Because the material must match the original, reproduce every line of it exactly.
----------
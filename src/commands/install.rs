//! Install command implementation
//!
//! Shows what will happen, asks for confirmation and hands over to the
//! installer. A dry run only prints the planned files.

use console::Style;

use crate::cli::{GlobalArgs, InstallArgs};
use crate::commands::helpers::{confirm, open, print_paths, print_warnings};
use crate::error::Result;
use crate::installer::{DependencyStatus, InstallOptions, InstallResult, Installer};

/// Run install command
pub fn run(global: &GlobalArgs, args: InstallArgs) -> Result<()> {
    let (project, registries) = open(global)?;
    let installer = Installer::new(&project, &registries);
    let options = InstallOptions::from(&args);

    if !options.dry_run && !options.auto_approve {
        let prompt = format!(
            "Install '{}' for {} into {}?",
            args.name,
            options.environments.join(", "),
            project.root.display()
        );
        if !confirm(&prompt, false)? {
            println!("Install cancelled.");
            return Ok(());
        }
    }

    let result = installer.install(&args.name, &options)?;
    print_result(&result, options.dry_run);
    Ok(())
}

pub(crate) fn print_result(result: &InstallResult, dry_run: bool) {
    for dep in &result.dependencies {
        let style = match dep.status {
            DependencyStatus::Failed => Style::new().red(),
            DependencyStatus::Skipped => Style::new().dim(),
            DependencyStatus::Installed | DependencyStatus::Planned => Style::new().green(),
        };
        println!(
            "  {} {} {} {}",
            style.apply_to(dep.status),
            dep.name,
            dep.version,
            Style::new().dim().apply_to(&dep.message)
        );
    }

    print_warnings(&result.warnings);

    if result.success {
        println!("{}", Style::new().green().bold().apply_to(&result.message));
    } else {
        println!("{}", Style::new().yellow().apply_to(&result.message));
    }

    let heading = if dry_run {
        "Files that would be generated:"
    } else {
        "Generated files:"
    };
    print_paths(heading, &result.generated_paths);
}
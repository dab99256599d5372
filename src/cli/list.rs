use clap::Parser;

/// Arguments for the list command
#[derive(Parser, Debug)]
#[command(after_help = "EXAMPLES:\n  \
                  List installed patterns:\n    gitopsi list\n\n\
                  Machine-readable output:\n    gitopsi list --json")]
pub struct ListArgs {
    /// Print JSON instead of text
    #[arg(long)]
    pub json: bool,
}

/// Arguments for the status command
#[derive(Parser, Debug)]
#[command(after_help = "EXAMPLES:\n  \
                  Check that generated files still exist:\n    gitopsi status monitoring\n\n\
                  Machine-readable output:\n    gitopsi status monitoring --json")]
pub struct StatusArgs {
    /// Pattern name
    pub name: String,

    /// Print JSON instead of text
    #[arg(long)]
    pub json: bool,
}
----------
● PROBLEM SOLUTION
filename src/commands/install.rs
//! Install command implementation
//!
//! Shows what will happen, asks for confirmation and hands over to the
//! installer. A dry run only prints the planned files.

use console::Style;

use crate::cli::{GlobalArgs, InstallArgs};
use crate::commands::helpers::{confirm, open, print_paths, print_warnings};
use crate::error::Result;
use crate::installer::{DependencyStatus, InstallOptions, InstallResult, Installer};

/// Run install command
pub fn run(global: &GlobalArgs, args: InstallArgs) -> Result<()> {
    let (project, registries) = open(global)?;
    let installer = Installer::new(&project, &registries);
    let options = InstallOptions::from(&args);

    if !options.dry_run && !options.auto_approve {
        let prompt = format!(
            "Install '{}' for {} into {}?",
            args.name,
            options.environments.join(", "),
            project.root.display()
        );
        if !confirm(&prompt, false)? {
            println!("Install cancelled.");
            return Ok(());
        }
    }

    let result = installer.install(&args.name, &options)?;
    print_result(&result, options.dry_run);
    Ok(())
}

pub(crate) fn print_result(result: &InstallResult, dry_run: bool) {
    for dep in &result.dependencies {
        let style = match dep.status {
            DependencyStatus::Failed => Style::new().red(),
            DependencyStatus::Skipped => Style::new().dim(),
            DependencyStatus::Installed | DependencyStatus::Planned => Style::new().green(),
        };
        println!(
            "  {} {} {} {}",
            style.apply_to(dep.status),
            dep.name,
            dep.version,
            Style::new().dim().apply_to(&dep.message)
        );
    }

    print_warnings(&result.warnings);

    if result.success {
        println!("{}", Style::new().green().bold().apply_to(&result.message));
    } else {
        println!("{}", Style::new().yellow().apply_to(&result.message));
    }

    let heading = if dry_run {
        "Files that would be generated:"
    } else {
        "Generated files:"
    };
    print_paths(heading, &result.generated_paths);
}
repository dab99256599d5372
filename src/cli/list.rs
use clap::Parser;

/// Arguments for the list command
#[derive(Parser, Debug)]
#[command(after_help = "EXAMPLES:\n  \
                  List installed patterns:\n    gitopsi list\n\n\
                  Machine-readable output:\n    gitopsi list --json")]
pub struct ListArgs {
    /// Print JSON instead of text
    #[arg(long)]
    pub json: bool,
}

/// Arguments for the status command
#[derive(Parser, Debug)]
#[command(after_help = "EXAMPLES:\n  \
                  Check that generated files still exist:\n    gitopsi status monitoring\n\n\
                  Machine-readable output:\n    gitopsi status monitoring --json")]
pub struct StatusArgs {
    /// Pattern name
    pub name: String,

    /// Print JSON instead of text
    #[arg(long)]
    pub json: bool,
}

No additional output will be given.